The Strimzi community is also planning further integration with Cruise Control, as follows:

There are a couple of common use cases where the tool can be used:

  • Changing the preferred leader of one or more partitions. Followed by forcing the election of the preferred leader, this can be used to change the leadership of a given partition.
  • Moving data from one volume to another on the same broker. This is necessary prior to removing a volume from JBOD storage. (To utilise a newly added JBOD volume it’s probably more convenient to perform a global rebalance using KafkaRebalance once the volume has been added).

In the rest of this post we’ll dive into how the tool works, and then go through some examples based on these use cases.

Tool modes

The bin/kafka-reassign-partitions.sh tool allows you to reassign partitions to different brokers or disks.

The tool has two fundamental modes of operation:

  • --execute: This initiates a reassignment that you describe using a JSON file. We’ll refer to this file throughout as reassignment.json, though you can name it how you like. Note that when the execution of an --execute command completes the reassignment has only been started.
  • --verify: This checks whether reassignment that you previously started (using --execute) has actually completed.

Constructing a reassignment.json can be anything from a bit tedious to a challenging piece of work in its own right. To help with this, the tool provides an optional third mode called --generate. You can use the --generate mode to generate a a reassignment.json from a list of topics you provide in a different JSON file, which we’ll be calling topics.json. You can use the reassignment.json that is produced by a --generate invocation directly, or modify it further prior to actually making changes using --execute.

Partition Reassignment in detail

When you make changes to a partition’s assignment to brokers there are three possible cases:

  1. Changes which require moving data between brokers.
  2. Changes which require moving data between volumes on the same broker.
  3. Changes which require no data movement at all.

The first case leads to additional inter-broker network traffic, in addition to the normal traffic required for replication. To avoid overloading the cluster, it is recommended to always set a throttle rate to limit the bandwidth used by the reassignment. This can be done using the --throttle option in the --execute mode. This sets the maximum allowed bandwidth in bytes per second, for example kafka-reassign-partitions.sh --execute --throttle 5000000 ... would set the limit to 5 MB/s.
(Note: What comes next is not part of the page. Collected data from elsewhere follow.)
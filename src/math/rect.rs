use glam::{Mat4, Vec2, Vec4};

/// Screen-space rectangle in physical pixels, origin top-left, y down.
#[derive(Debug, Clone, Copy, PartialEq)]
pub struct Rect {
    pub min: Vec2,
    pub size: Vec2,
}

impl Rect {
    pub fn new(x: f32, y: f32, width: f32, height: f32) -> Self {
        Self {
            min: Vec2::new(x, y),
            size: Vec2::new(width, height),
        }
    }

    pub fn from_size(size: Vec2) -> Self {
        Self {
            min: Vec2::ZERO,
            size,
        }
    }

    pub fn max(&self) -> Vec2 {
        self.min + self.size
    }

    pub fn center(&self) -> Vec2 {
        self.min + self.size * 0.5
    }

    pub fn aspect(&self) -> f32 {
        if self.size.y <= 0.0 {
            1.0
        } else {
            self.size.x / self.size.y
        }
    }

    pub fn is_empty(&self) -> bool {
        self.size.x <= 0.0 || self.size.y <= 0.0
    }

    pub fn contains(&self, point: Vec2) -> bool {
        let max = self.max();
        point.x >= self.min.x && point.y >= self.min.y && point.x < max.x && point.y < max.y
    }

    pub fn intersect(&self, other: &Rect) -> Option<Rect> {
        let min = self.min.max(other.min);
        let max = self.max().min(other.max());
        let size = max - min;
        if size.x <= 0.0 || size.y <= 0.0 {
            return None;
        }

        Some(Rect { min, size })
    }

    /// Scales the rectangle around its center.
    pub fn scaled(&self, scale: f32) -> Rect {
        let size = self.size * scale;
        Rect {
            min: self.center() - size * 0.5,
            size,
        }
    }

    pub fn translated(&self, offset: Vec2) -> Rect {
        Rect {
            min: self.min + offset,
            size: self.size,
        }
    }

    /// Maps a point inside the rectangle to normalized device coordinates
    /// (x right, y up, both in [-1, 1]).
    pub fn to_ndc(&self, point: Vec2) -> Vec2 {
        let local = (point - self.min) / self.size;
        Vec2::new(local.x * 2.0 - 1.0, 1.0 - local.y * 2.0)
    }

    /// Clip-space transform that squeezes a full-screen projection into this
    /// rectangle of a `screen`-sized target. Applied after the projection so
    /// the rectangle may extend past the screen edges.
    pub fn clip_transform(&self, screen: Vec2) -> Mat4 {
        let scale = self.size / screen;
        let offset = Vec2::new(
            (2.0 * self.min.x + self.size.x) / screen.x - 1.0,
            1.0 - (2.0 * self.min.y + self.size.y) / screen.y,
        );

        Mat4::from_cols(
            Vec4::new(scale.x, 0.0, 0.0, 0.0),
            Vec4::new(0.0, scale.y, 0.0, 0.0),
            Vec4::Z,
            Vec4::new(offset.x, offset.y, 0.0, 1.0),
        )
    }
}

#[cfg(test)]
mod tests {
    use super::*;

    #[test]
    fn intersection_and_containment() {
        let screen = Rect::new(0.0, 0.0, 800.0, 600.0);
        let layer = Rect::new(600.0, -100.0, 400.0, 300.0);
        let visible = layer.intersect(&screen).unwrap();
        assert_eq!(visible, Rect::new(600.0, 0.0, 200.0, 200.0));
        assert!(layer.contains(Vec2::new(700.0, 0.0)));
        assert!(Rect::new(900.0, 0.0, 10.0, 10.0).intersect(&screen).is_none());
    }

    #[test]
    fn scaling_keeps_center() {
        let rect = Rect::new(100.0, 100.0, 200.0, 100.0).scaled(0.5);
        assert_eq!(rect, Rect::new(150.0, 125.0, 100.0, 50.0));
    }

    #[test]
    fn ndc_corners() {
        let rect = Rect::new(10.0, 20.0, 100.0, 50.0);
        assert_eq!(rect.to_ndc(Vec2::new(10.0, 20.0)), Vec2::new(-1.0, 1.0));
        assert_eq!(rect.to_ndc(Vec2::new(60.0, 45.0)), Vec2::ZERO);
    }

    #[test]
    fn clip_transform_maps_local_corners_into_rect() {
        let screen = Vec2::new(800.0, 600.0);
        let rect = Rect::new(560.0, 360.0, 240.0, 240.0);
        let transform = rect.clip_transform(screen);

        let top_left = transform * Vec4::new(-1.0, 1.0, 0.5, 1.0);
        let expected = Rect::from_size(screen).to_ndc(rect.min);
        assert!(top_left.truncate().truncate().abs_diff_eq(expected, 1e-5));

        let bottom_right = transform * Vec4::new(2.0, -2.0, 1.0, 2.0);
        let expected = Rect::from_size(screen).to_ndc(rect.max());
        assert!((bottom_right.truncate().truncate() / bottom_right.w).abs_diff_eq(expected, 1e-5));
    }
}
Throttling might cause the reassignment to take longer to complete.

  • If the throttle is too low, the newly assigned brokers will not be able to keep up with records being published and the reassignment will never complete.

  • If the throttle is too high, the overall health of the cluster may be impacted.

You can use the kafka.server:type=FetcherLagMetrics,name=ConsumerLag,clientId=([-.\w]+),topic=([-.\w]+),partition=([0-9]+) metric (which with the spec.kafka.metrics settings in your Kafka custom resource would be named in Prometheus as kafka_server-fetcherlagmetrics_consumerlag) to observe how far the followers are lagging behind the leader. You can refer to this example for configuring metrics

The best way to set the value for --throttle is to start with a safe value. If the lag is growing, or decreasing too slowly to catch up within a reasonable time, then the throttle should be increased. To do this, run the command again to increase the throttle, iterating until it looks like the broker will join the ISR within a reasonable time.

The --verify mode checks whether all the partitions have been moved to their intended brokers, as defined by the reassignment.json file. If the reassignment is complete, --verify also removes any replication quotas (--throttle) that are in effect. Unless removed, throttles will continue to affect the cluster even after the reassignment has finished.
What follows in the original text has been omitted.